Mas ao elegermos tantos cristãos no passado, não estávamos preocupados com “o mundo”, com a justiça, com os que sofrem, estávamos, isso sim, atentos ao nosso próprio umbigo: como disse, queríamos pessoas que defendessem a igreja no Congresso, estavam muitos dos líderes ocupados com a formação de seus impérios. Pode uma fonte dar água limpa e suja ao mesmo tempo?, questionou o Mestre certa feita. Da mesma forma, enviar à política pessoas imbuídas do propósito de apenas proteger as denominações resultou na formação de um típico homem público evangélico: o despachante de igreja. Como ousamos questionar quem se elege para defender seus próprios interesses quando elegemos muitos para defender os nossos? Ora, quem protege a igreja de Cristo é o Dono dela!

Estamos, nós, cristãos, em qualquer lugar, prontos para servir. Há verdadeiramente uma maneira de atuar de forma profética na política e somos chamados com urgência para isso. A sociedade anseia por soluções onde o debate sobre o futuro é travado, ou seja, na política. Injustiça social, miséria, aquecimento global, desmatamento, meu Deus, são tantas as questões! Que adianta engordarmos espiritualmente dentro de nossas comunidades se os frutos que damos não chegam a quem tem fome? No passado, os profetas de Deus eram aqueles que diagnosticavam o presente e apontavam soluções para o futuro, denunciavam que havia morte na panela, que havia injustiça, que havia crise moral. Agora, parece-me que nos esquecemos que profecia não fala de futuro, fala de verdade moral, condena o aviltamento dos valores da família e defende uma postura progressista nas questões de justiça racial, apenas para citar exemplos.
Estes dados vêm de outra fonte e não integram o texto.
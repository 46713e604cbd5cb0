//! §3/§8 "block-index window": an ordered, contiguous map of
//! `start_offset -> BlockEntry` plus the offset the window has explored so
//! far. Grounded on §9's "block window container" note — a plain
//! `BTreeMap` plus a handful of range helpers, rather than a bespoke
//! skip-list or interval tree the original's note explicitly argues against
//! over-engineering.

use std::collections::BTreeMap;

use crate::error::StreamError;

use super::entry::BlockEntry;

/// Ordered, contiguous view of known block positions for one stream.
#[derive(Debug, Default)]
pub struct BlockWindow {
    blocks: BTreeMap<u64, BlockEntry>,
}

impl BlockWindow {
    pub fn new() -> Self {
        Self {
            blocks: BTreeMap::new(),
        }
    }

    pub fn is_empty(&self) -> bool {
        self.blocks.is_empty()
    }

    pub fn len(&self) -> usize {
        self.blocks.len()
    }

    /// Exclusive end offset the window currently covers, or `None` if empty.
    pub fn loaded_end_offset(&self) -> Option<u64> {
        self.blocks.values().next_back().map(|e| e.end_offset())
    }

    pub fn first_entry(&self) -> Option<&BlockEntry> {
        self.blocks.values().next()
    }

    pub fn last_entry(&self) -> Option<&BlockEntry> {
        self.blocks.values().next_back()
    }

    /// The entry whose range contains `offset`, if any is currently loaded.
    pub fn entry_containing(&self, offset: u64) -> Option<&BlockEntry> {
        self.blocks
            .range(..=offset)
            .next_back()
            .map(|(_, e)| e)
            .filter(|e| e.contains(offset))
    }

    /// Iterate entries whose range overlaps `[start, end)`, in order.
    pub fn tail_range(&self, start: u64) -> impl Iterator<Item = &BlockEntry> {
        self.blocks
            .range(..)
            .filter(move |(_, e)| e.end_offset() > start)
            .map(|(_, e)| e)
    }

    /// Append a new entry, enforcing that it abuts the current tail exactly
    /// (§3's window-contiguity invariant). The first entry in an empty
    /// window is accepted at any start offset.
    pub fn push_back(&mut self, entry: BlockEntry) -> Result<(), StreamError> {
        if let Some(expected) = self.loaded_end_offset() {
            if entry.start_offset() != expected {
                return Err(StreamError::BlockNotContinuous {
                    expected,
                    found: entry.start_offset(),
                });
            }
        }
        self.blocks.insert(entry.start_offset(), entry);
        Ok(())
    }

    /// Drop entries that end at or before `offset` — blocks the reader has
    /// fully consumed and will never seek back into.
    pub fn remove_before(&mut self, offset: u64) {
        self.blocks.retain(|_, e| e.end_offset() > offset);
    }

    /// Drop all entries, e.g. after a compaction forces the window to be
    /// rebuilt from scratch (§4.1 retry policy).
    pub fn reset(&mut self) {
        self.blocks.clear();
    }
}

#[cfg(test)]
mod tests {
    use super::*;
    use crate::object::BlockIndex;

    fn meta(object_id: u64) -> crate::object::ObjectMetadata {
        crate::object::ObjectMetadata {
            object_id,
            stream_id: 1,
        }
    }

    fn entry(start: u64, end: u64) -> BlockEntry {
        BlockEntry::new(meta(1), BlockIndex::new(start, end, end - start))
    }

    #[test]
    fn push_back_enforces_contiguity() {
        let mut window = BlockWindow::new();
        window.push_back(entry(0, 100)).unwrap();
        window.push_back(entry(100, 250)).unwrap();
        assert_eq!(window.loaded_end_offset(), Some(250));

        let err = window.push_back(entry(300, 400)).unwrap_err();
        assert!(matches!(err, StreamError::BlockNotContinuous { expected: 250, found: 300 }));
    }

    #[test]
    fn entry_containing_finds_the_right_block() {
        let mut window = BlockWindow::new();
        window.push_back(entry(0, 100)).unwrap();
        window.push_back(entry(100, 250)).unwrap();

        assert_eq!(window.entry_containing(150).unwrap().start_offset(), 100);
        assert!(window.entry_containing(250).is_none());
    }

    #[test]
    fn remove_before_trims_consumed_entries() {
        let mut window = BlockWindow::new();
        window.push_back(entry(0, 100)).unwrap();
        window.push_back(entry(100, 250)).unwrap();

        window.remove_before(100);
        assert_eq!(window.len(), 1);
        assert_eq!(window.first_entry().unwrap().start_offset(), 100);
    }
}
Como cristão, vejo crianças abandonadas em lagoas para que morram à própria sorte, vejo crianças atiradas pela janela, vejo a explosão da pedofilia na Internet. Segundo a

Secretaria Nacional dos Direitos Humanos, uma criança é abusada sexualmente no Brasil a cada 8 minutos. Senhor, não posso ficar de braços cruzados diante desse descalabro! Não posso dormir um sono tranqüilo ouvindo o pedido de socorro de tantas crianças. Há pouco mais de um mês uma lei de minha autoria criou o Programa Municipal de Conscientização e Combate ao Abuso Sexual e à Violência contra a Criança. Agora, os funcionários de creches serão treinados para identificar e ajudar crianças em perigo, e esse é apenas o começo: a formação se estenderá a médicos, guardas-civis, conselheiros tutelares etc.

É isso é ainda tão pouco! Em uma sociedade capitalista ao extremo, que elogia a competição, que premia apenas os mais fortes, que sacrifica o Planeta em favor do lucro, que ouve apenas os testemunhos de sucesso financeiro, que exclui radicalmente os mais pobres, nesta sociedade, quem levantará o seu cajado no deserto para lembrar dos idosos, das crianças, da gestante, da viúva? Onde está o papel da Igreja como consciência profética?

Sim, continuamos sendo chamados a ser o sal da terra. Sabe que o sal serve não apenas para dar sabor à carne? Ele é também usado para impedir que ela apodreça. Por isso, não desisto de colocar meu candeeiro no parlamento paulistano, porque acredito que é esse o compromisso do cristão autêntico: fazer brilhar a luz de Cristo o máximo que puder. Aliás, vou além, digo que se minha consciência cristã, se minha fé, não me levar a indignar-me com as injustiças nessa cidade, se ela não me fizer buscar novas soluções para os conflitos que vivemos dia a dia, então, que diferença faz ter fé?